Consider how to include Textfabric searching in Nena corpus

jamespstrachan commented 5 years ago

From @GeoffreyKhan:

I had a helpful chat yesterday with Cody, who showed me some of the search facilities that are already possible with Textfabric. I am keen for a start to be made with the next step of the development of the database. As far as I can see what we need is some kind of platform whereby the search and analytical facilities of Textfabric can be run across all the texts of the database as a whole or selectively. Textfabric would also have to be integrated in some way. Also a facility for converting the texts into the clean text format (i.e. text files with symbols but not MS Word coding) that Cody has produced.
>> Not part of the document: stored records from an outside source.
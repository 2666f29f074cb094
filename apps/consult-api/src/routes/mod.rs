pub mod health;
pub mod tickets;

use axum::Router;

use crate::AppState;

pub fn router() -> Router<AppState> {
    Router::new()
        .merge(health::router())
        .merge(crate::gateway::server::router())
        .nest("/api/v1", tickets::router())
}
// Copyright (c) 2025 Kirky.X
//
// Licensed under the MIT License
// See LICENSE file in the project root for full license information.

use crate::domain::models::content::SourceDocument;
use crate::utils::text_analysis::{extract_practice_sentences, first_sentence, top_terms};

/// 生成上下文
///
/// 从一组源文档提炼出的提示素材。
#[derive(Debug, Clone)]
pub struct GenerationContext {
    /// 主题，来自源标题高频词
    pub topic: String,
    /// 主题词列表
    pub themes: Vec<String>,
    /// 实践建议句
    pub best_practices: Vec<String>,
    /// 关键洞见（各源首句）
    pub key_insights: Vec<String>,
}

/// 上下文提示构建器
///
/// 列表长度上限可配置，防止提示在源文档很长时无界膨胀。
#[derive(Debug, Clone)]
pub struct ContextPromptBuilder {
    /// 主题词上限
    pub max_themes: usize,
    /// 实践建议句上限
    pub max_practices: usize,
    /// 关键洞见上限
    pub max_insights: usize,
}

impl Default for ContextPromptBuilder {
    fn default() -> Self {
        Self {
            max_themes: 10,
            max_practices: 5,
            max_insights: 5,
        }
    }
}

impl ContextPromptBuilder {
    /// 创建新的上下文提示构建器
    pub fn new(max_themes: usize, max_practices: usize, max_insights: usize) -> Self {
        Self {
            max_themes,
            max_practices,
            max_insights,
        }
    }

    /// 从源文档组构建生成上下文
    pub fn build(&self, sources: &[SourceDocument]) -> GenerationContext {
        let combined_body = sources
            .iter()
            .map(|s| s.content.as_str())
            .collect::<Vec<_>>()
            .join(" ");
        let combined_titles = sources
            .iter()
            .map(|s| s.title.as_str())
            .collect::<Vec<_>>()
            .join(" ");

        let themes = top_terms(&combined_body, self.max_themes);

        let best_practices = extract_practice_sentences(&combined_body, self.max_practices);

        let key_insights: Vec<String> = sources
            .iter()
            .filter_map(|s| first_sentence(&s.content))
            .take(self.max_insights)
            .collect();

        // 主题从标题高频词推导，标题为空时退回正文主题词
        let title_terms = top_terms(&combined_titles, 3);
        let topic = if title_terms.is_empty() {
            themes.iter().take(3).cloned().collect::<Vec<_>>().join(" ")
        } else {
            title_terms.join(" ")
        };

        GenerationContext {
            topic,
            themes,
            best_practices,
            key_insights,
        }
    }
}
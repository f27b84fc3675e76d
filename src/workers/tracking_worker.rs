// Copyright (c) 2025 Kirky.X
//
// Licensed under the MIT License
// See LICENSE file in the project root for full license information.

use crate::domain::services::performance_service::{PerformanceTracker, TrackingTaskPayload};
use crate::queue::scheduler::TaskScheduler;
use crate::queue::task_queue::{QueuedTask, TaskKind, TaskQueue};
use crate::utils::retry_policy::RetryPolicy;
use anyhow::Result;
use std::sync::Arc;
use std::time::Duration;
use tokio::time::sleep;
use tracing::{error, info, instrument, warn};
use uuid::Uuid;

/// 性能跟踪工作器
///
/// 从跟踪队列拉取到期的跟踪任务并委托给性能跟踪服务。
/// 指标采集是瞬时故障多发的外部调用，失败时退避重试。
pub struct TrackingWorker<Q: TaskQueue> {
    tracker: Arc<PerformanceTracker>,
    scheduler: Arc<TaskScheduler<Q>>,
    retry_policy: RetryPolicy,
    worker_id: Uuid,
}

impl<Q: TaskQueue> TrackingWorker<Q> {
    /// 创建新的性能跟踪工作器实例
    pub fn new(
        tracker: Arc<PerformanceTracker>,
        scheduler: Arc<TaskScheduler<Q>>,
        retry_policy: RetryPolicy,
    ) -> Self {
        Self {
            tracker,
            scheduler,
            retry_policy,
            worker_id: Uuid::new_v4(),
        }
    }

    /// 运行工作器循环
    pub async fn run(&self, queue: Arc<Q>) {
        info!("Tracking worker {} started", self.worker_id);

        loop {
            match queue.dequeue(TaskKind::Tracking).await {
                Ok(Some(task)) => {
                    if let Err(e) = self.process_task(task).await {
                        error!("Error processing tracking task: {}", e);
                    }
                }
                Ok(None) => sleep(Duration::from_secs(1)).await,
                Err(e) => {
                    error!("Error dequeuing tracking task: {}", e);
                    sleep(Duration::from_secs(1)).await;
                }
            }
        }
    }

    #[instrument(skip(self, queued), fields(task_id = %queued.id))]
    async fn process_task(&self, queued: QueuedTask) -> Result<()> {
        let payload: TrackingTaskPayload = match serde_json::from_value(queued.payload.clone()) {
            Ok(payload) => payload,
            Err(e) => {
                warn!("Malformed tracking payload, dropping task: {}", e);
                return Ok(());
            }
        };

        match self
            .tracker
            .track_content_performance(payload.content_id, &payload.external_post_id, payload.period)
            .await
        {
            Ok(()) => Ok(()),
            Err(e) => {
                if self
                    .retry_policy
                    .should_retry_with_error(queued.attempt_count, &e)
                    && self
                        .scheduler
                        .reschedule_retry(queued, &self.retry_policy)
                        .await?
                {
                    info!("Tracking task rescheduled after transient error: {}", e);
                    return Ok(());
                }
                // 重试耗尽只损失一个周期的快照，后续周期照常执行
                warn!(
                    content_id = %payload.content_id,
                    period = %payload.period,
                    "Tracking pass abandoned: {}",
                    e
                );
                Ok(())
            }
        }
    }
}
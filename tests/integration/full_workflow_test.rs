// Copyright (c) 2025 Kirky.X
//
// Licensed under the MIT License
// See LICENSE file in the project root for full license information.

use crate::helpers::mocks::UnrelatedTextGenerator;
use crate::helpers::{create_test_app, generation_settings, publishing_settings, sources, wait_until};
use chrono::Duration;
use contentflow::domain::models::content::{ApprovedContent, ResearchJob, ResearchStatus};
use contentflow::domain::models::publishing_job::PublishingStatus;
use contentflow::queue::task_queue::TaskKind;
use std::sync::Arc;
use uuid::Uuid;

/// 完整链路：研究结果 → 批量生成 → 运营审核（外部，测试中
/// 直接把生成结果放入已审核内容库）→ 自动发布 → 跟踪排期。
#[tokio::test]
async fn test_research_to_publishing_workflow() {
    let mut app = create_test_app(
        Arc::new(UnrelatedTextGenerator::new()),
        true,
        Duration::zero(),
    );

    let research = ResearchJob {
        id: Uuid::new_v4(),
        status: ResearchStatus::Completed,
        sources: sources(4),
    };
    let research_id = research.id;
    app.research.insert(research);

    let batch_id = app
        .batch_service
        .create_batch_job(research_id, generation_settings(2))
        .await
        .unwrap();

    app.manager.start_workers(2, 2, 1);
    wait_until(5_000, || async {
        let job = app.batch_service.get_batch_job_status(batch_id).await.unwrap();
        job.status.is_terminal()
    })
    .await;

    let generated = app
        .batch_service
        .get_batch_job_results(batch_id)
        .await
        .unwrap();
    assert_eq!(generated.len(), 2);

    // 运营审核在核心之外，这里直接把生成结果标记为已审核
    let mut content_ids = Vec::new();
    for content in &generated {
        content_ids.push(content.id);
        app.content_store.insert(ApprovedContent {
            id: content.id,
            title: content.title.clone(),
            body: content.body.clone(),
            excerpt: content.excerpt.clone(),
            content_type: Some(content.content_type.clone()),
            approved: true,
            categories: vec!["bridal".to_string()],
            tags: vec!["wedding".to_string()],
            quality_score: 85.0,
            ai_provider: Some(content.metadata.ai_provider.clone()),
        });
    }

    let publish_id = app
        .publishing_service
        .schedule_automated_publishing(
            vec![content_ids[0]],
            "creds-main".to_string(),
            publishing_settings(10_000),
        )
        .await
        .unwrap();

    wait_until(5_000, || async {
        let job = app
            .publishing_service
            .get_publishing_job_status(publish_id)
            .await
            .unwrap();
        job.status.is_terminal()
    })
    .await;

    let job = app
        .publishing_service
        .get_publishing_job_status(publish_id)
        .await
        .unwrap();
    assert_eq!(job.status, PublishingStatus::Completed);
    assert!(app.publisher.published.contains_key(&content_ids[0]));

    // 发布成功自动排期三个跟踪点
    assert_eq!(app.queue.pending(TaskKind::Tracking).len(), 3);
}
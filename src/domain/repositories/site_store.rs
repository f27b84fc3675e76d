// Copyright (c) 2025 Kirky.X
//
// Licensed under the MIT License
// See LICENSE file in the project root for full license information.

use crate::domain::models::site::{RoutingRule, SiteConfig};
use parking_lot::RwLock;
use std::collections::HashMap;

/// 站点配置存储
///
/// 构造函数注入的显式存储，替代进程级可变全局表。启动时
/// 加载，配置变更时整体重载，读路径无需异步。
pub struct SiteStore {
    sites: RwLock<Vec<SiteConfig>>,
}

impl SiteStore {
    /// 使用初始站点列表创建存储
    pub fn new(sites: Vec<SiteConfig>) -> Self {
        Self {
            sites: RwLock::new(sites),
        }
    }

    /// 按ID查找站点
    pub fn find(&self, site_id: &str) -> Option<SiteConfig> {
        self.sites.read().iter().find(|s| s.id == site_id).cloned()
    }

    /// 全部启用的站点
    pub fn active_sites(&self) -> Vec<SiteConfig> {
        self.sites
            .read()
            .iter()
            .filter(|s| s.is_active)
            .cloned()
            .collect()
    }

    /// 默认站点
    ///
    /// 没有任何规则得分时的兜底选择：优先级权重最低的启用站点。
    pub fn default_site(&self) -> Option<SiteConfig> {
        self.sites
            .read()
            .iter()
            .filter(|s| s.is_active)
            .min_by_key(|s| s.priority)
            .cloned()
    }

    /// 整体重载站点列表
    pub fn reload(&self, sites: Vec<SiteConfig>) {
        *self.sites.write() = sites;
    }
}

/// 路由规则存储
///
/// 规则保持定义顺序，打分平局时先定义者胜出；同时维护
/// 内容类型到站点的固定映射表。
pub struct RoutingRuleStore {
    rules: RwLock<Vec<RoutingRule>>,
    content_type_map: RwLock<HashMap<String, String>>,
}

impl RoutingRuleStore {
    /// 使用初始规则与内容类型映射创建存储
    pub fn new(rules: Vec<RoutingRule>, content_type_map: HashMap<String, String>) -> Self {
        Self {
            rules: RwLock::new(rules),
            content_type_map: RwLock::new(content_type_map),
        }
    }

    /// 按定义顺序读取全部规则
    pub fn rules(&self) -> Vec<RoutingRule> {
        self.rules.read().clone()
    }

    /// 查询内容类型映射的站点
    pub fn site_for_content_type(&self, content_type: &str) -> Option<String> {
        self.content_type_map.read().get(content_type).cloned()
    }

    /// 整体重载规则与映射
    pub fn reload(&self, rules: Vec<RoutingRule>, content_type_map: HashMap<String, String>) {
        *self.rules.write() = rules;
        *self.content_type_map.write() = content_type_map;
    }
}
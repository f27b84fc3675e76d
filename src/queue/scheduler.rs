// Copyright (c) 2025 Kirky.X
//
// Licensed under the MIT License
// See LICENSE file in the project root for full license information.

use crate::queue::task_queue::{QueueError, QueuedTask, TaskQueue};
use crate::utils::retry_policy::RetryPolicy;
use chrono::{DateTime, Duration, Utc};
use std::sync::Arc;
use tracing::info;

/// 任务调度器
///
/// 所有延迟与错峰派发都通过条目上的`not_before`时间戳表达，
/// 不使用进程内定时器，后端可持久化时重启后调度依然成立。
pub struct TaskScheduler<Q: TaskQueue> {
    /// 任务队列
    queue: Arc<Q>,
}

impl<Q: TaskQueue> TaskScheduler<Q> {
    /// 创建新的任务调度器实例
    pub fn new(queue: Arc<Q>) -> Self {
        Self { queue }
    }

    /// 立即调度任务执行
    pub async fn schedule_now(&self, task: QueuedTask) -> Result<(), QueueError> {
        self.queue.enqueue(task).await
    }

    /// 在特定时间调度任务执行
    pub async fn schedule_at(
        &self,
        mut task: QueuedTask,
        time: DateTime<Utc>,
    ) -> Result<(), QueueError> {
        task.not_before = Some(time);
        self.queue.enqueue(task).await
    }

    /// 在一段时间后调度任务执行
    pub async fn schedule_in(&self, task: QueuedTask, delay: Duration) -> Result<(), QueueError> {
        let time = Utc::now() + delay;
        self.schedule_at(task, time).await
    }

    /// 按重试策略重新调度失败的任务
    ///
    /// # 返回值
    ///
    /// * `Ok(true)` - 已按退避时间重新入队
    /// * `Ok(false)` - 重试次数耗尽，任务不再入队
    pub async fn reschedule_retry(
        &self,
        mut task: QueuedTask,
        policy: &RetryPolicy,
    ) -> Result<bool, QueueError> {
        task.attempt_count += 1;
        if task.attempt_count > task.max_retries {
            return Ok(false);
        }

        let next_at = policy.next_retry_time(task.attempt_count, Utc::now());
        info!(
            task_id = %task.id,
            attempt = task.attempt_count,
            next_at = %next_at,
            "Rescheduling task for retry"
        );
        task.not_before = Some(next_at);
        self.queue.enqueue(task).await?;
        Ok(true)
    }
}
codykingham commented 5 years ago

TF can be run as a service that can handle various queries, see documentation here. The queries return structured data along with appropriate HTML formatting (see attached image of an example server query).

It's worth discussing whether we should continue to store two separate entries of texts (i.e. in the server AND in Github). In my opinion, we should keep the primary text in a single place, where corrections and versioning can be done. We have already established a repository that can fill this purpose, see here. If all corpus data was stored in the repository, it would then get exported to Text-Fabric. The website would then query the Text-Fabric kernel when a text is requested. Using the query language of TF, such a query might look like:

dialect dialect=Barwar
    text title~A\ Hundred\ Gold\ Coins

The value of this approach over SQL is that other, more sophisticated queries are made possible, assuming we have the information indexed. For instance, the following query is already possible with the current TF resource:

dialect dialect=Urmi_C
    sentence
        =: word text~^be-

This finds a word that starts with "be-", at the beginning of a sentence (=:), in the Urmi_C dialect. Indentation indicates embedding. The ability to query complex linguistic embedding is the main strength of using the TF engine. This opens the door for us to be able to link linguistic patterns in the paradigms with instances in the text. The TF server can then serve up the pattern within any requested context ("within a line", "within a paragraph", "within a sentence") and display only that context. Queries are fed to the server via simple multi-line strings in Python.

One potential problem is that by storing all texts in the Github repo, one can no longer make instant corrections to the texts via the website edit interface. A few possible solutions come to mind:

We can maintain the separation between the text corpus and the website. All changes to the text corpus must then be logged as an issue in Github and edited by whoever is managing the corpus.
We can keep a copy of the NENA corpus repository on the server. In a text browser section (currently "Audio Material") we display the data straight from the .nena formatted files from the repo (with some stylistic changes). Then, when a researcher edits a text, that change gets pushed to the Github text corpus repo, from which the TF dataset is built. In this way, the TF dataset will be released in stable versions rather than constantly updated like its source. Elsewhere in the website, for querying, or for linking grammar patterns, we rely on Text-Fabric.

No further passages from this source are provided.